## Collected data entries
((

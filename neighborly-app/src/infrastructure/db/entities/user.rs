use sea_orm::entity::prelude::*;
use serde::{Deserialize, Serialize};

#[derive(Clone, Debug, PartialEq, Eq, DeriveEntityModel, Serialize, Deserialize)]
#[sea_orm(table_name = "profiles")]
pub struct Model {
    #[sea_orm(primary_key, auto_increment = false)]
    pub id: Uuid,
    pub full_name: String,
    pub avatar_url: Option<String>,
    pub role: String,
    pub created_at: Option<DateTimeUtc>,
}

#[derive(Copy, Clone, Debug, EnumIter, DeriveRelation)]
pub enum Relation {
    #[sea_orm(has_many = "super::need::Entity")]
    Needs,
    #[sea_orm(has_many = "super::comment::Entity")]
    Comments,
}

impl Related<super::need::Entity> for Entity {
    fn to() -> RelationDef {
        Relation::Needs.def()
    }
}

impl Related<super::comment::Entity> for Entity {
    fn to() -> RelationDef {
        Relation::Comments.def()
    }
}

impl ActiveModelBehavior for ActiveModel {}
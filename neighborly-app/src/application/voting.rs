use crate::domain::{VoteCounts, VoteDirection, VoteTarget};
use crate::infrastructure::DataBackend;
use neighborly_errors::AppError;
use std::sync::Arc;

pub struct VoteService {
    backend: Arc<dyn DataBackend>,
}

impl VoteService {
    pub fn new(backend: Arc<dyn DataBackend>) -> Self {
        Self { backend }
    }

    /// One atomic increment on a live need or comment. Per-session
    /// de-duplication happens on the client, rate limiting at the edge.
    pub async fn vote(&self, target: VoteTarget, direction: VoteDirection) -> Result<VoteCounts, AppError> {
        match self.backend.increment_vote(target, direction).await {
            Ok(counts) => {
                tracing::debug!(vote = ?target, ?direction, net = counts.net(), "vote counted");
                Ok(counts)
            }
            Err(e) => {
                tracing::error!(vote = ?target, ?direction, error = %e, "vote failed");
                Err(e)
            }
        }
    }
}
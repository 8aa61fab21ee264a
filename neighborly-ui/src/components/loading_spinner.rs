use leptos::prelude::*;

#[component]
pub fn LoadingSpinner(#[prop(optional, into)] text: Option<String>) -> impl IntoView {
    view! {
        <div class="loading">
            <div class="loading__spinner"></div>
            <p class="loading__text">{text.unwrap_or_else(|| "Loading...".to_string())}</p>
        </div>
    }
}
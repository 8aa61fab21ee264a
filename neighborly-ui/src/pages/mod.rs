mod map;
mod need_detail;

pub use map::MapPage;
pub use need_detail::NeedDetailPage;
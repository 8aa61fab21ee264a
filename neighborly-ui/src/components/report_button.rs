use crate::api::file_report;
use crate::components::error_message;
use leptos::prelude::*;
use leptos::task::spawn_local;
use neighborly_app::domain::limits::MAX_REPORT_NOTE_CHARS;
use neighborly_app::domain::{ContentRef, ReportReason};

#[derive(Debug, Clone, Copy, PartialEq, Eq)]
enum Stage {
    Closed,
    Open,
    Sent,
}

/// "Report" link that unfolds into a reason picker with an optional note.
#[component]
pub fn ReportButton(target: ContentRef) -> impl IntoView {
    let stage = RwSignal::new(Stage::Closed);
    let reason = RwSignal::new(ReportReason::InappropriateContent);
    let note = RwSignal::new(String::new());
    let error = RwSignal::new(None::<String>);

    let submit = move |ev: leptos::ev::SubmitEvent| {
        ev.prevent_default();
        let note = note.get_untracked();
        let note = (!note.trim().is_empty()).then_some(note);
        let reason = reason.get_untracked().label().to_string();

        spawn_local(async move {
            match file_report(target.kind().to_string(), target.id(), reason, note).await {
                Ok(()) => {
                    error.set(None);
                    stage.set(Stage::Sent);
                }
                Err(e) => error.set(Some(error_message(&e))),
            }
        });
    };

    view! {
        <div class="report">
            {move || match stage.get() {
                Stage::Closed => view! {
                    <button class="report__toggle" on:click=move |_| stage.set(Stage::Open)>
                        "Report"
                    </button>
                }
                .into_any(),
                Stage::Sent => view! {
                    <span class="report__sent">"Thanks, a moderator will take a look."</span>
                }
                .into_any(),
                Stage::Open => view! {
                    <form class="report__form" on:submit=submit>
                        <select
                            class="report__reason"
                            on:change=move |ev| {
                                if let Some(r) = ReportReason::parse(&event_target_value(&ev)) {
                                    reason.set(r);
                                }
                            }
                        >
                            {ReportReason::ALL
                                .into_iter()
                                .map(|r| view! {
                                    <option value=r.label() selected=move || reason.get() == r>
                                        {r.label()}
                                    </option>
                                })
                                .collect_view()}
                        </select>
                        <textarea
                            class="report__note"
                            placeholder="Anything else we should know? (optional)"
                            maxlength=MAX_REPORT_NOTE_CHARS
                            prop:value=move || note.get()
                            on:input=move |ev| note.set(event_target_value(&ev))
                        ></textarea>
                        <div class="report__actions">
                            <button type="submit" class="report__submit">"Send report"</button>
                            <button type="button" class="report__cancel" on:click=move |_| stage.set(Stage::Closed)>
                                "Cancel"
                            </button>
                        </div>
                        {move || error.get().map(|message| view! { <p class="report__error">{message}</p> })}
                    </form>
                }
                .into_any(),
            }}
        </div>
    }
}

))

## WORK TO BE COMPLETED
Write down all the entries again without a single difference.

## RESULT FOR THIS EXERCISE
filename neighborly-app/src/infrastructure/db/entities/user.rs
use sea_orm::entity::prelude::*;
use serde::{Deserialize, Serialize};

#[derive(Clone, Debug, PartialEq, Eq, DeriveEntityModel, Serialize, Deserialize)]
#[sea_orm(table_name = "profiles")]
pub struct Model {
    #[sea_orm(primary_key, auto_increment = false)]
    pub id: Uuid,
    pub full_name: String,
    pub avatar_url: Option<String>,
    pub role: String,
    pub created_at: Option<DateTimeUtc>,
}

#[derive(Copy, Clone, Debug, EnumIter, DeriveRelation)]
pub enum Relation {
    #[sea_orm(has_many = "super::need::Entity")]
    Needs,
    #[sea_orm(has_many = "super::comment::Entity")]
    Comments,
}

impl Related<super::need::Entity> for Entity {
    fn to() -> RelationDef {
        Relation::Needs.def()
    }
}

impl Related<super::comment::Entity> for Entity {
    fn to() -> RelationDef {
        Relation::Comments.def()
    }
}

impl ActiveModelBehavior for ActiveModel {}
filename neighborly-app/src/application/voting.rs
use crate::domain::{VoteCounts, VoteDirection, VoteTarget};
use crate::infrastructure::DataBackend;
use neighborly_errors::AppError;
use std::sync::Arc;

pub struct VoteService {
    backend: Arc<dyn DataBackend>,
}

impl VoteService {
    pub fn new(backend: Arc<dyn DataBackend>) -> Self {
        Self { backend }
    }

    /// One atomic increment on a live need or comment. Per-session
    /// de-duplication happens on the client, rate limiting at the edge.
    pub async fn vote(&self, target: VoteTarget, direction: VoteDirection) -> Result<VoteCounts, AppError> {
        match self.backend.increment_vote(target, direction).await {
            Ok(counts) => {
                tracing::debug!(vote = ?target, ?direction, net = counts.net(), "vote counted");
                Ok(counts)
            }
            Err(e) => {
                tracing::error!(vote = ?target, ?direction, error = %e, "vote failed");
                Err(e)
            }
        }
    }
}
repository 8aa61fab21ee264a
filename neighborly-ui/src/components/loading_spinner.rs
use leptos::prelude::*;

#[component]
pub fn LoadingSpinner(#[prop(optional, into)] text: Option<String>) -> impl IntoView {
    view! {
        <div class="loading">
            <div class="loading__spinner"></div>
            <p class="loading__text">{text.unwrap_or_else(|| "Loading...".to_string())}</p>
        </div>
    }
}
repository 8aa61fab21ee264a
filename neighborly-ui/src/pages/mod.rs
mod map;
mod need_detail;

pub use map::MapPage;
pub use need_detail::NeedDetailPage;
repository 8aa61fab21ee264a
filename neighborly-ui/src/components/report_button.rs
use crate::api::file_report;
use crate::components::error_message;
use leptos::prelude::*;
use leptos::task::spawn_local;
use neighborly_app::domain::limits::MAX_REPORT_NOTE_CHARS;
use neighborly_app::domain::{ContentRef, ReportReason};

#[derive(Debug, Clone, Copy, PartialEq, Eq)]
enum Stage {
    Closed,
    Open,
    Sent,
}

/// "Report" link that unfolds into a reason picker with an optional note.
#[component]
pub fn ReportButton(target: ContentRef) -> impl IntoView {
    let stage = RwSignal::new(Stage::Closed);
    let reason = RwSignal::new(ReportReason::InappropriateContent);
    let note = RwSignal::new(String::new());
    let error = RwSignal::new(None::<String>);

    let submit = move |ev: leptos::ev::SubmitEvent| {
        ev.prevent_default();
        let note = note.get_untracked();
        let note = (!note.trim().is_empty()).then_some(note);
        let reason = reason.get_untracked().label().to_string();

        spawn_local(async move {
            match file_report(target.kind().to_string(), target.id(), reason, note).await {
                Ok(()) => {
                    error.set(None);
                    stage.set(Stage::Sent);
                }
                Err(e) => error.set(Some(error_message(&e))),
            }
        });
    };

    view! {
        <div class="report">
            {move || match stage.get() {
                Stage::Closed => view! {
                    <button class="report__toggle" on:click=move |_| stage.set(Stage::Open)>
                        "Report"
                    </button>
                }
                .into_any(),
                Stage::Sent => view! {
                    <span class="report__sent">"Thanks, a moderator will take a look."</span>
                }
                .into_any(),
                Stage::Open => view! {
                    <form class="report__form" on:submit=submit>
                        <select
                            class="report__reason"
                            on:change=move |ev| {
                                if let Some(r) = ReportReason::parse(&event_target_value(&ev)) {
                                    reason.set(r);
                                }
                            }
                        >
                            {ReportReason::ALL
                                .into_iter()
                                .map(|r| view! {
                                    <option value=r.label() selected=move || reason.get() == r>
                                        {r.label()}
                                    </option>
                                })
                                .collect_view()}
                        </select>
                        <textarea
                            class="report__note"
                            placeholder="Anything else we should know? (optional)"
                            maxlength=MAX_REPORT_NOTE_CHARS
                            prop:value=move || note.get()
                            on:input=move |ev| note.set(event_target_value(&ev))
                        ></textarea>
                        <div class="report__actions">
                            <button type="submit" class="report__submit">"Send report"</button>
                            <button type="button" class="report__cancel" on:click=move |_| stage.set(Stage::Closed)>
                                "Cancel"
                            </button>
                        </div>
                        {move || error.get().map(|message| view! { <p class="report__error">{message}</p> })}
                    </form>
                }
                .into_any(),
            }}
        </div>
    }
}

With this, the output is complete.